**Records shown:**

================

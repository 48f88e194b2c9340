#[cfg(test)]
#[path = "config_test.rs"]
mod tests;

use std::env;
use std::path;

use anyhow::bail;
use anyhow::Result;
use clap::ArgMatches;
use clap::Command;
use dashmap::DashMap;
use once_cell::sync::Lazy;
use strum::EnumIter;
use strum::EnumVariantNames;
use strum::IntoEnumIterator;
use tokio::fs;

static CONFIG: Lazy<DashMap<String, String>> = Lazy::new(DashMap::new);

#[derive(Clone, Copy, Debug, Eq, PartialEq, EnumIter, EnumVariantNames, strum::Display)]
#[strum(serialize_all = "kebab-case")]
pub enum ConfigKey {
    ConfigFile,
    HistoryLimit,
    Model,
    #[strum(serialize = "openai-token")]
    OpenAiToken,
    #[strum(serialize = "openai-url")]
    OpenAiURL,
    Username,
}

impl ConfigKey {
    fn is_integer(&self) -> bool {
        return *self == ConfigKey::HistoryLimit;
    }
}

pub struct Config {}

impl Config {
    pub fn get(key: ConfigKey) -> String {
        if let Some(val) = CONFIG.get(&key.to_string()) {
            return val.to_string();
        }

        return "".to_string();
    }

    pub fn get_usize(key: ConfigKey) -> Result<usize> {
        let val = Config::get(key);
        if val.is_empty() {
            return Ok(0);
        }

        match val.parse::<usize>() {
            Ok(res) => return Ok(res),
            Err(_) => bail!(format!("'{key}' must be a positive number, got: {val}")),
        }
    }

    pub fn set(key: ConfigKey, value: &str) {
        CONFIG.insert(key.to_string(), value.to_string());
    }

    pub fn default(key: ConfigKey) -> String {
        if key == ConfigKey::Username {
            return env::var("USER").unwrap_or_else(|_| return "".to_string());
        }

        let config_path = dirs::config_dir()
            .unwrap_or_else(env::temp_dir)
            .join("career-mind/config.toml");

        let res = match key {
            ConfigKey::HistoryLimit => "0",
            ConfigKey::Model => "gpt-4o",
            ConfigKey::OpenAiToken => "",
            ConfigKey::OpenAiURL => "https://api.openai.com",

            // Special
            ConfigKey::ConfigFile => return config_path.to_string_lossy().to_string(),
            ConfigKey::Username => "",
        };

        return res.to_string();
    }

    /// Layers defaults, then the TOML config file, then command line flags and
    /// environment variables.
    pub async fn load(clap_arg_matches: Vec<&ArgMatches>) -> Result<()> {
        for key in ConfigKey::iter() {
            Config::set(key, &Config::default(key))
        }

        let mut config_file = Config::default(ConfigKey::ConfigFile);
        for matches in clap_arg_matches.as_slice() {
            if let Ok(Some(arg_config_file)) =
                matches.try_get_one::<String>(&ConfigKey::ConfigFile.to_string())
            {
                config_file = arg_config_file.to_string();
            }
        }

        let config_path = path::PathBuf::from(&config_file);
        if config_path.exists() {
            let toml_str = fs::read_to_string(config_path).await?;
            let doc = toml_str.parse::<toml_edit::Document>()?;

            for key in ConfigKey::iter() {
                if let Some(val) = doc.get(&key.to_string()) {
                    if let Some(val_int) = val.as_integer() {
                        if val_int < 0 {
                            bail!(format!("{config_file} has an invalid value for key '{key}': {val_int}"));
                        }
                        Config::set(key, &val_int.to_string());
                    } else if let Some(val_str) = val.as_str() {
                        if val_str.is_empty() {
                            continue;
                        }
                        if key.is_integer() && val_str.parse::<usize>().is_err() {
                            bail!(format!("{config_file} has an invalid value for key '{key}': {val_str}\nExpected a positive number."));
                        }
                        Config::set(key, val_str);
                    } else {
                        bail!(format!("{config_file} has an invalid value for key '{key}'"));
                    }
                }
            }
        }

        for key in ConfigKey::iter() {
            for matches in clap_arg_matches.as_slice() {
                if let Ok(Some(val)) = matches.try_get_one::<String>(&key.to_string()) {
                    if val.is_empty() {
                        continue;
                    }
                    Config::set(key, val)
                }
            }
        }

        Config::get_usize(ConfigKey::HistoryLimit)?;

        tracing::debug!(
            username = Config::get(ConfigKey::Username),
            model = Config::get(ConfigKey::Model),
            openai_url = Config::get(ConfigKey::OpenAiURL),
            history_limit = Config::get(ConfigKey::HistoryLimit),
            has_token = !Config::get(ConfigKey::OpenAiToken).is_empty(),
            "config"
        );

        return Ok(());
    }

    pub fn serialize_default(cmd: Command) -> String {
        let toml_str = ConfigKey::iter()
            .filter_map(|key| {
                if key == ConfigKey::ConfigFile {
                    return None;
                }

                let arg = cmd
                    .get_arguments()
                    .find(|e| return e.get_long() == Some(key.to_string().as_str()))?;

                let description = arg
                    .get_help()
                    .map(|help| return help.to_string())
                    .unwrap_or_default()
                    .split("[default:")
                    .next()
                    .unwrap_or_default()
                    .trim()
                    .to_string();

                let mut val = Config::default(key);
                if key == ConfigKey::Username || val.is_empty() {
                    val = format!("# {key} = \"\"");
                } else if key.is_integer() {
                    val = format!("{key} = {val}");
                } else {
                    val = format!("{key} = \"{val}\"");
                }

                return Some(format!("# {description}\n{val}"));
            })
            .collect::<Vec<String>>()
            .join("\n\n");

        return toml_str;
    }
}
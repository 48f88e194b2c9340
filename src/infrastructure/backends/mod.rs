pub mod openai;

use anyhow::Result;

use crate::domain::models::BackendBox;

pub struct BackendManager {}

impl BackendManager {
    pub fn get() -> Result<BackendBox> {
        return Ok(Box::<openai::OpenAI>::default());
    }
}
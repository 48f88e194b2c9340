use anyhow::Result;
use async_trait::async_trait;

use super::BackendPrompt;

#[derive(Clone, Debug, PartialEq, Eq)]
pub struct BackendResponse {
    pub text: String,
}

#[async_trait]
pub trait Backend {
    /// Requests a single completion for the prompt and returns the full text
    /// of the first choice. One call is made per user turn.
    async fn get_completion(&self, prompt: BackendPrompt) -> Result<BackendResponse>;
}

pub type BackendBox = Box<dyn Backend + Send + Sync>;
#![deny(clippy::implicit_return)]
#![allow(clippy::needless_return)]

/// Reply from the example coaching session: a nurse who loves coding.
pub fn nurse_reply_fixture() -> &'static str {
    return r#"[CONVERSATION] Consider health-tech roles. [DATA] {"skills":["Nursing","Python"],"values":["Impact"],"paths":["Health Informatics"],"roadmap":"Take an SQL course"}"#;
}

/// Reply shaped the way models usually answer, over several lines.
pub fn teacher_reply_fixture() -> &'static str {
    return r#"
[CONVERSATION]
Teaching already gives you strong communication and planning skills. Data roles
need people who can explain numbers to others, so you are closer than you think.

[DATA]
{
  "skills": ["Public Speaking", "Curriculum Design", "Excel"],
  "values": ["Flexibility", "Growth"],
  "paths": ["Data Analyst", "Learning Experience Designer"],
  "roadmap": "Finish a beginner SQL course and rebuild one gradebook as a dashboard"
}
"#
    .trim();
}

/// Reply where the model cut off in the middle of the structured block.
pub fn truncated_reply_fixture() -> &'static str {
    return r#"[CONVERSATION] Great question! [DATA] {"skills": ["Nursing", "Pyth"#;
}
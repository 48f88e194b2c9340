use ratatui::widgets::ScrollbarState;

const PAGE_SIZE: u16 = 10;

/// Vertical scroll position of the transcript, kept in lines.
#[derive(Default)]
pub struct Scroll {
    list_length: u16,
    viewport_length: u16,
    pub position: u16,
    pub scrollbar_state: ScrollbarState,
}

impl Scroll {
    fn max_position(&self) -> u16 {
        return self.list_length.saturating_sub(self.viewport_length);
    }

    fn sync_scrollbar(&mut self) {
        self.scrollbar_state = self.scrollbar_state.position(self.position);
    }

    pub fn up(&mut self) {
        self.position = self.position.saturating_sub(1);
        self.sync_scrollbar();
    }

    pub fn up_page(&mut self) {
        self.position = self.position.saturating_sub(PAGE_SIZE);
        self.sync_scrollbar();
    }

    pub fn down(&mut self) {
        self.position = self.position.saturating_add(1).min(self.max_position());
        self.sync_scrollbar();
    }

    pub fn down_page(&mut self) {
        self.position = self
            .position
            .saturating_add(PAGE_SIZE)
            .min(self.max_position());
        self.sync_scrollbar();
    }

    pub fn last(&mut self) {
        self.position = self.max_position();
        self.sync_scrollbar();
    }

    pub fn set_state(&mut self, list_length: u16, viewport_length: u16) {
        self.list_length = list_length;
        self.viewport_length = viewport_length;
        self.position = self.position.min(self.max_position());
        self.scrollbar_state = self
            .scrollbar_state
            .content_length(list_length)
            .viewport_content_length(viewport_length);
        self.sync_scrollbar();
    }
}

================

**Work request:** Check every line of the data and give the number of them that hold the string "description", with no other words.

**Completed exercise:** 2